Timoney to remain as Logan County public defender

Judges had been concerned over Facebook posts

Patrick “Tim” Timoney, a lawyer and Springfield bar owner who depicted Gov. JB Pritzker as Adolf Hitler in a November Facebook post, will keep his position as Logan County public defender.

Public defenders serve at the pleasure of judges. In a written statement emailed Tuesday, Chief Judge Mark Fellheimer, who presides in the 11th Judicial Circuit, said that judges, after reviewing the matter with Timoney, have decided that he will remain in his post.

The Facebook posting in response to Pritzker’s orders that bars and restaurants cease indoor service wasn’t the only questionable Facebook post by Timoney. According to a 2019 story published by the State Journal-Register, Timoney in 2017 wrote “I guess that punk learned his lesson: Reducing crime, one punk at a time” along with a post on his Facebook page about a teenaged carjacker being shot in Chicago. According to the SJ-R story, Timoney also wrote “Sounds more like animals let out of their cages. We need to bring back law and order” alongside a post about groups attacking people in Chicago.
click to enlarge Chief Judge Mark Fellheimer, pictured, says that judges in the Eleventh Judicial Circuit have decided that Patrick "Tim" Timoney will remain a public defender.
Chief Judge Mark Fellheimer, pictured, says that judges in the Eleventh Judicial Circuit have decided that Patrick "Tim" Timoney will remain a public defender.

In his written statement, Fellheimer did not indicate just what posts judges considered when deciding that Timoney can keep his job. The November posting of Pritzker included the words "Achtung! Der Fuhrer has spoken."
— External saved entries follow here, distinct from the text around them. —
//! Typed client for the coordinator's user-facing surface.

use crate::errors::ClientError;
use parley_types::api::{
    ChatroomListResponse, ChatroomResponse, CreateChatroomRequest, DeleteChatroomRequest,
    LoginRequest, ReestablishChatroomRequest, RegisterUserRequest, ServerTimeResponse,
};
use parley_types::Response;
use std::time::Duration;

#[derive(Clone)]
pub struct CoordinatorClient {
    http: reqwest::Client,
    base_url: String,
}

impl CoordinatorClient {
    pub fn new(base_url: impl Into<String>) -> Self {
        let http = reqwest::Client::builder()
            .timeout(Duration::from_secs(10))
            .build()
            .unwrap_or_default();
        Self {
            http,
            base_url: base_url.into(),
        }
    }

    pub fn base_url(&self) -> &str {
        &self.base_url
    }

    pub async fn register_user(
        &self,
        username: &str,
        password: &str,
    ) -> Result<Response, ClientError> {
        let response = self
            .http
            .post(format!("{}/users/register", self.base_url))
            .json(&RegisterUserRequest {
                username: username.to_string(),
                password: password.to_string(),
            })
            .send()
            .await?
            .error_for_status()?
            .json()
            .await?;
        Ok(response)
    }

    pub async fn login(&self, username: &str, password: &str) -> Result<Response, ClientError> {
        let response = self
            .http
            .post(format!("{}/users/login", self.base_url))
            .json(&LoginRequest {
                username: username.to_string(),
                password: password.to_string(),
            })
            .send()
            .await?
            .error_for_status()?
            .json()
            .await?;
        Ok(response)
    }

    pub async fn list_chatrooms(&self) -> Result<ChatroomListResponse, ClientError> {
        let response = self
            .http
            .get(format!("{}/chatrooms", self.base_url))
            .send()
            .await?
            .error_for_status()?
            .json()
            .await?;
        Ok(response)
    }

    pub async fn create_chatroom(
        &self,
        name: &str,
        username: &str,
    ) -> Result<ChatroomResponse, ClientError> {
        let response = self
            .http
            .post(format!("{}/chatrooms", self.base_url))
            .json(&CreateChatroomRequest {
                name: name.to_string(),
                username: username.to_string(),
            })
            .send()
            .await?
            .error_for_status()?
            .json()
            .await?;
        Ok(response)
    }

    pub async fn get_chatroom(&self, name: &str) -> Result<ChatroomResponse, ClientError> {
        let response = self
            .http
            .get(format!("{}/chatrooms/{}", self.base_url, name))
            .send()
            .await?
            .error_for_status()?
            .json()
            .await?;
        Ok(response)
    }

    pub async fn delete_chatroom(
        &self,
        name: &str,
        username: &str,
        password: &str,
    ) -> Result<Response, ClientError> {
        let response = self
            .http
            .post(format!("{}/chatrooms/delete", self.base_url))
            .json(&DeleteChatroomRequest {
                name: name.to_string(),
                username: username.to_string(),
                password: password.to_string(),
            })
            .send()
            .await?
            .error_for_status()?
            .json()
            .await?;
        Ok(response)
    }

    /// Called when a message stream closes unexpectedly: asks the
    /// coordinator to re-place the room on a surviving chat node.
    pub async fn reestablish_chatroom(
        &self,
        name: &str,
        username: &str,
    ) -> Result<ChatroomResponse, ClientError> {
        let response = self
            .http
            .post(format!("{}/chatrooms/reestablish", self.base_url))
            .json(&ReestablishChatroomRequest {
                name: name.to_string(),
                username: username.to_string(),
            })
            .send()
            .await?
            .error_for_status()?
            .json()
            .await?;
        Ok(response)
    }

    pub async fn server_time(&self) -> Result<ServerTimeResponse, ClientError> {
        let response = self
            .http
            .get(format!("{}/time", self.base_url))
            .send()
            .await?
            .error_for_status()?
            .json()
            .await?;
        Ok(response)
    }
}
“The 11th Judicial Circuit became aware of certain posts on Mr. Patrick Timoney’s social media accounts,” the chief judge wrote. “As judges, we understand and respect all individuals’ First Amendment rights. … First Amendment rights are not unlimited, and Mr. Timoney has assured the circuit judges that he understands those limitations and that he further understands and appreciates that words, opinions and characterizations can be interpreted in a manner that was not intended.”

Fellheimer wrote that judges “addressed with Mr. Timoney the importance of exercising his First Amendment rights in a way that does not detract from, or compromise in any manner, his duty to represent all individuals as public defender without partiality.

“Based on Mr. Timoney’s 20-plus years of exemplary service as Logan County public defender and his commitment to the circuit court, the judges are satisfied that Mr. Timoney will conduct himself accordingly.”

Timoney could not be reached for comment.